With its grand reopening last month, the venue now boasts a new layout, expanded capacity (to 750), and a state-of-the-art infrastructure, which includes a Digidesign VENUE D-Show Profile console supplied by local distributors Big Bear Sound.
Although the four-storey Curved Street facility was purpose-built as a live music venue around 12 years ago, the building was traditionally surrounded by button factories (hence the name). Today it houses a myriad of recording facilities. Dunning's original Temple Lane Studios is joined by The Sound Training Centre, which offers sound engineering courses on the third floor, while a rehearsal studio is housed down in the basement.

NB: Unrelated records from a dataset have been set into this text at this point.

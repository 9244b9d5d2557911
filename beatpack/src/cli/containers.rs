// beatpack/src/cli/containers.rs
use beatpack_common::config::Config;
use beatpack_common::error::Result;
use clap::Args;

#[derive(Args, Debug)]
pub struct ContainersArgs {}

impl ContainersArgs {
    pub async fn run(&self, config: &Config) -> Result<()> {
        let containers = beatpack_net::catalog::list_named_containers(config).await?;
        for container in &containers {
            println!("{:<8} {}", container.kind.to_string(), container.name);
        }
        Ok(())
    }
}
// beatpack-net/src/catalog.rs
use std::time::Duration;

use beatpack_common::config::Config;
use beatpack_common::error::{BeatpackError, Result};
use beatpack_common::model::{ArtifactContainer, ContainerKind};
use reqwest::Client;
use serde_json::Value;
use tracing::debug;

const CATALOG_TIMEOUT_MS: u64 = 3000;
const USER_AGENT_STRING: &str = "beatpack installer builder (Rust)";

const BRANCHES_DOC: &str = "branches";
const VERSIONS_DOC: &str = "versions";
const BRANCHES_FIELD: &str = "branches";
const VERSIONS_FIELD: &str = "versions";
const ALIASES_FIELD: &str = "aliases";

/// Lists every named container the remote catalog publishes: branches first,
/// then versions, then aliases. Duplicate names across kinds are preserved,
/// the kind keeps them apart.
pub async fn list_named_containers(config: &Config) -> Result<Vec<ArtifactContainer>> {
    let client = build_catalog_client()?;

    let branches_doc = get_json(&client, &config.catalog_base_url, BRANCHES_DOC).await?;
    let mut containers = parse_branches(&branches_doc);

    let versions_doc = get_json(&client, &config.catalog_base_url, VERSIONS_DOC).await?;
    containers.extend(parse_versions_and_aliases(&versions_doc));

    debug!("Catalog listed {} named containers", containers.len());
    Ok(containers)
}

pub fn parse_branches(doc: &Value) -> Vec<ArtifactContainer> {
    collect_names(doc, BRANCHES_FIELD, ContainerKind::Branch)
}

pub fn parse_versions_and_aliases(doc: &Value) -> Vec<ArtifactContainer> {
    let mut items = collect_names(doc, VERSIONS_FIELD, ContainerKind::Version);
    items.extend(collect_names(doc, ALIASES_FIELD, ContainerKind::Alias));
    items
}

// A missing array field means "nothing published", not a malformed document.
fn collect_names(doc: &Value, field: &str, kind: ContainerKind) -> Vec<ArtifactContainer> {
    doc.get(field)
        .and_then(Value::as_array)
        .map(|items| {
            items
                .iter()
                .filter_map(Value::as_str)
                .map(|name| ArtifactContainer::new(name, kind))
                .collect()
        })
        .unwrap_or_default()
}

fn build_catalog_client() -> Result<Client> {
    Client::builder()
        .timeout(Duration::from_millis(CATALOG_TIMEOUT_MS))
        .user_agent(USER_AGENT_STRING)
        .build()
        .map_err(|e| BeatpackError::Transport(format!("Failed to build HTTP client: {e}")))
}

async fn get_json(client: &Client, base_url: &str, doc: &str) -> Result<Value> {
    let url = format!("{}/{}", base_url.trim_end_matches('/'), doc);
    debug!("Fetching catalog document: {}", url);

    let response = client.get(&url).send().await.map_err(|e| {
        if e.is_timeout() {
            BeatpackError::Transport(format!(
                "Catalog request timed out after {CATALOG_TIMEOUT_MS} ms: {url}"
            ))
        } else {
            BeatpackError::Transport(format!("Catalog request failed for {url}: {e}"))
        }
    })?;

    let status = response.status();
    if !status.is_success() {
        return Err(BeatpackError::Transport(format!(
            "Catalog endpoint returned HTTP {status} for {url}"
        )));
    }

    Ok(response.json::<Value>().await?)
}

#[cfg(test)]
mod tests {
    use super::*;
    use serde_json::json;

    #[test]
    fn missing_arrays_parse_to_empty_lists() {
        let empty = json!({});
        assert!(parse_branches(&empty).is_empty());
        assert!(parse_versions_and_aliases(&empty).is_empty());

        let unrelated = json!({ "other": ["x"] });
        assert!(parse_branches(&unrelated).is_empty());
        assert!(parse_versions_and_aliases(&unrelated).is_empty());
    }

    #[test]
    fn concatenation_order_is_versions_then_aliases() {
        let doc = json!({
            "aliases": ["8.x-alias"],
            "versions": ["8.0.0", "8.1.0"],
        });
        let items = parse_versions_and_aliases(&doc);
        assert_eq!(
            items,
            vec![
                ArtifactContainer::new("8.0.0", ContainerKind::Version),
                ArtifactContainer::new("8.1.0", ContainerKind::Version),
                ArtifactContainer::new("8.x-alias", ContainerKind::Alias),
            ]
        );
    }

    #[test]
    fn duplicate_names_across_kinds_are_preserved() {
        let doc = json!({ "versions": ["8.x"], "aliases": ["8.x"] });
        let items = parse_versions_and_aliases(&doc);
        assert_eq!(items.len(), 2);
        assert_eq!(items[0].kind, ContainerKind::Version);
        assert_eq!(items[1].kind, ContainerKind::Alias);
        assert_eq!(items[0].name, items[1].name);
    }

    #[test]
    fn non_string_entries_are_skipped() {
        let doc = json!({ "branches": ["master", 42, null, "8.x"] });
        let items = parse_branches(&doc);
        assert_eq!(items.len(), 2);
        assert_eq!(items[0].name, "master");
        assert_eq!(items[1].name, "8.x");
    }
}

Traditionally an analogue venue, The Button Factory's move into the digital domain gathered pace once two outside investors - ex-Rí-Rá co-owner Eoin Foyle and POD Concerts boss John Reynolds - were brought in. Reynolds, who also promotes the Electric Picnic festival and operates the mighty Tripod venue in Dublin, had purchased two large-format Digidesign VENUE D-Show consoles for Tripod, and suggested a VENUE system for The Button Factory.
David Best, Button Factory's resident engineer, had seen the potential for streamlining the FOH workflow and sending live multi-tracks to various Pro Tools/HD-equipped facilities, but hadn't determined which console to choose and how to integrate it at FOH. Although Best had long been a strictly analogue man, the reality of the revised control layout meant that the real-estate requirement would need to be rethought, as the mix position would share the booth with the lighting operator.

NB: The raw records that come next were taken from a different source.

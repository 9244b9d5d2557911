// beatpack/src/cli.rs
//! Defines the command-line argument structure using clap.
use beatpack_common::config::Config;
use beatpack_common::error::Result;
use clap::{ArgAction, Parser, Subcommand};

// Module declarations
pub mod containers;
pub mod fetch;
pub mod package;

use crate::cli::containers::ContainersArgs;
use crate::cli::fetch::FetchArgs;
use crate::cli::package::PackageArgs;

#[derive(Parser, Debug)]
#[command(author, version, about, long_about = None, name = "beatpack", bin_name = "beatpack")]
#[command(propagate_version = true)]
pub struct Cli {
    #[arg(short, long, action = ArgAction::Count, global = true)]
    pub verbose: u8,

    #[command(subcommand)]
    pub command: Command,
}

#[derive(Subcommand, Debug)]
pub enum Command {
    /// List the named containers the remote catalog publishes
    Containers(ContainersArgs),
    /// Resolve and download one artifact
    Fetch(FetchArgs),
    /// Assemble the installer package tree for a staged artifact
    Package(PackageArgs),
}

impl Command {
    pub async fn run(&self, config: &Config) -> Result<()> {
        match self {
            Self::Containers(command) => command.run(config).await,
            Self::Fetch(command) => command.run(config).await,
            Self::Package(command) => command.run(config).await,
        }
    }
}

"I was mixing Royseven, the support band to Bryan Adams, and it took me virtually no time to get my head around it," Best remembers. "It also left me with plenty of time to mark up my show while Bryan Adams was sound-checking."
By the time Reynolds had voted in favour of the VENUE console, Best had already downloaded the system's D-Show 2.5 software onto his laptop, and was heading off to Big Bear Sound for training with a show he had saved on his USB key. "I thought, it can't be that simple, but it was," he recalls. In fact, Best says that all visiting sound engineers who've since mixed on the club's console have also found it to be "that simple" to use.